Week One of the NFL was back this past weekend in all its glory.
Being the radio nerd that I am, I often spend my Sunday mornings and late afternoons/evenings flipping between various local pre and postgame shows around the country.
While I was impressed by a few, I was sadly disappointed by many. One host sounded so disinterested, it felt like he didn’t even want to be on the air. Another show consisted of three guys rambling about the game and offering no useful information. Another was doing a show from a crowded bar, and you could hardly hear him amongst the background noise. Another host spent half a segment trying to figure out how the phone system worked because calls kept dropping.
One of the most telling things that explained the prevailing attitude towards pre and postgame shows was said by a former GM of mine.
“These shows exist for one reason, to sell remotes and run extra commercials,” they said.
Based on the litany of programs I listened to on Sunday, that philosophy continued to ring true.
I’ve long been of the belief that, more than any other sport, during NFL season, pregame and postgame shows MATTER.
NFL Sundays have long been national holidays. If you’re a sports station you have 17 of them every season (and if you have a decent team in town, even more). You need to treat these days like you’re covering a special, all-day event…BECAUSE THAT’S WHAT IT IS. You have a window of opportunity to grab the attention of listeners in your market ALL DAY, EACH WEEK for SIX MONTHS. This is a golden opportunity and needs to be treated as such. You can’t do that being low rent.
Pregame shows really set the tone for the day. Sure, you want to talk about the game at hand and get in any last-minute info that’s relevant before kickoff. But SO much more is needed. Now more than ever, there is a real THIRST for information from listeners. People spend their Sunday mornings getting their fantasy football lineups, picks, parlays, and teasers set. The onus is on programmers and content managers to set these up the right way and with the right people. Make the pregame show a one-stop shop for all this info so consumers don’t have to flip between different shows to get it.
Postgame shows can be the ultimate destination once a game goes final. Fans need a place to celebrate, vent and grieve. They want to hear instant analysis and relevant info on the game that they hadn’t heard before. Not just the stats (which they can get from any number of apps), but the anecdotal; the WHY. They want to hear what the coach and starting QB and other relevant players had to say…not just in their pressers but on their social media channels.

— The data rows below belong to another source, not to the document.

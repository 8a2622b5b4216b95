//! Object (de)serialization dispatch.

mod canvas;
mod th1;

use tc_core::{Histogram, SavedCanvas};

use crate::error::{Result, RootError};

pub use canvas::{CANVAS_CLASS, read_canvas, write_canvas};
pub use th1::{TH1D_CLASS, read_th1d, write_th1d};

/// Anything the container can hold besides directories.
#[derive(Debug, Clone, PartialEq)]
pub enum StoreObject {
    /// A 1D histogram (`TH1D`).
    Histogram(Histogram),
    /// A rendered plot (`TCanvas`).
    Canvas(SavedCanvas),
}

impl StoreObject {
    /// Key name.
    pub fn name(&self) -> &str {
        match self {
            StoreObject::Histogram(h) => &h.name,
            StoreObject::Canvas(c) => &c.name,
        }
    }

    /// Key title.
    pub fn title(&self) -> &str {
        match self {
            StoreObject::Histogram(h) => &h.title,
            StoreObject::Canvas(c) => &c.title,
        }
    }

    /// Stored class name.
    pub fn class_name(&self) -> &'static str {
        match self {
            StoreObject::Histogram(_) => TH1D_CLASS,
            StoreObject::Canvas(_) => CANVAS_CLASS,
        }
    }

    /// Uncompressed payload bytes.
    pub fn to_payload(&self) -> Vec<u8> {
        match self {
            StoreObject::Histogram(h) => write_th1d(h),
            StoreObject::Canvas(c) => write_canvas(c),
        }
    }

    /// Decode a payload given its class name.
    pub fn from_payload(class_name: &str, payload: &[u8]) -> Result<Self> {
        match class_name {
            TH1D_CLASS => Ok(StoreObject::Histogram(read_th1d(payload)?)),
            CANVAS_CLASS => Ok(StoreObject::Canvas(read_canvas(payload)?)),
            other => Err(RootError::UnsupportedClass(other.to_string())),
        }
    }
}

impl From<Histogram> for StoreObject {
    fn from(h: Histogram) -> Self {
        StoreObject::Histogram(h)
    }
}

impl From<SavedCanvas> for StoreObject {
    fn from(c: SavedCanvas) -> Self {
        StoreObject::Canvas(c)
    }
}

It’s so easy to be successful producing quality NFL pre and post-game shows. I’ve always tried to go by four principles.
1 – HIRE THE RIGHT PEOPLE
In my many years as a PD, I’ve consistently used my best weekday talent on pre or postgame shows. NFL Sundays are PREMIUM days, and you should use PREMIUM talent. Sometimes, that requires you to pay more. So what? It’s worth the investment. Your hosts and contributors need to be worth tuning in for.
Are they proven fantasy football winners? Can they make me money and help me beat the spread? Do they know things about the team that other people don’t? Do they have a passion for the team they’re covering and can generate can’t miss content? These are all questions you need to answer honestly before you set your gameday lineup. You can’t just throw a bone to the afternoon show producer because he or she will do it on the cheap.
2 – DISH OUT THE RIGHT INFO
Have your segments drawn up and run them TIGHT. This is not a day where you want to be caught rambling or taking bad phone calls. You need to get out all the info that listeners are clamoring for and push them out as fast as you can on your things that matter, and you need to make sure that all this info is being pushed out both on-air and on all your social channels.
At a MINIMUM:
- Fantasy Football info
- Gambling info
- Live check ins-from the stadium
- Last minute “insider” info
- Repurposing of any GOOD coach/player audio from the week
- Instant analysis and reaction
- Coach/player pressers
- A look at what players are posting on their social channels
- Listener calls and texts (quality over quantity)
- Highlights from the game
3 – KEEP IT IN STUDIO
I have long had an absolute hatred of remote broadcasts. Yes, I realize that they are often low-hanging fruit when it comes to generating revenue. But in most cases, the actual quality of what comes out of the speaker goes right down the toilet.
If you MUST do a pregame and postgame show on-location, do everything you can to set it up for success. Make sure that you have a dedicated hard-wired broadcast connection and that said connection is installed and tested in advance of EVERY show. Always have a backup in the event that the broadcast line goes down (because at some point, it will). Make sure your hosts are in a location where they can do their jobs and not be bothered by drunk patrons. Most importantly, set up your broadcast in a spot that shelters them from too much ambient noise, so listeners won’t have an unpleasant experience when they tune in.
4 – TAKE OWNERSHIP OF THE AUDIENCE
If you’re the flagship, you need to be sure to highlight all the access you get that the other outlets don’t. You should have exclusive audio from the head coach and starting QB teed up after the game.
If you aren’t the flagship, you still need to act like you OWN the fan base. It doesn’t take much energy for a listener to push a button if you give them a reason to do so. Your hosts need to beat the drum that their show is the place to be before and after the game.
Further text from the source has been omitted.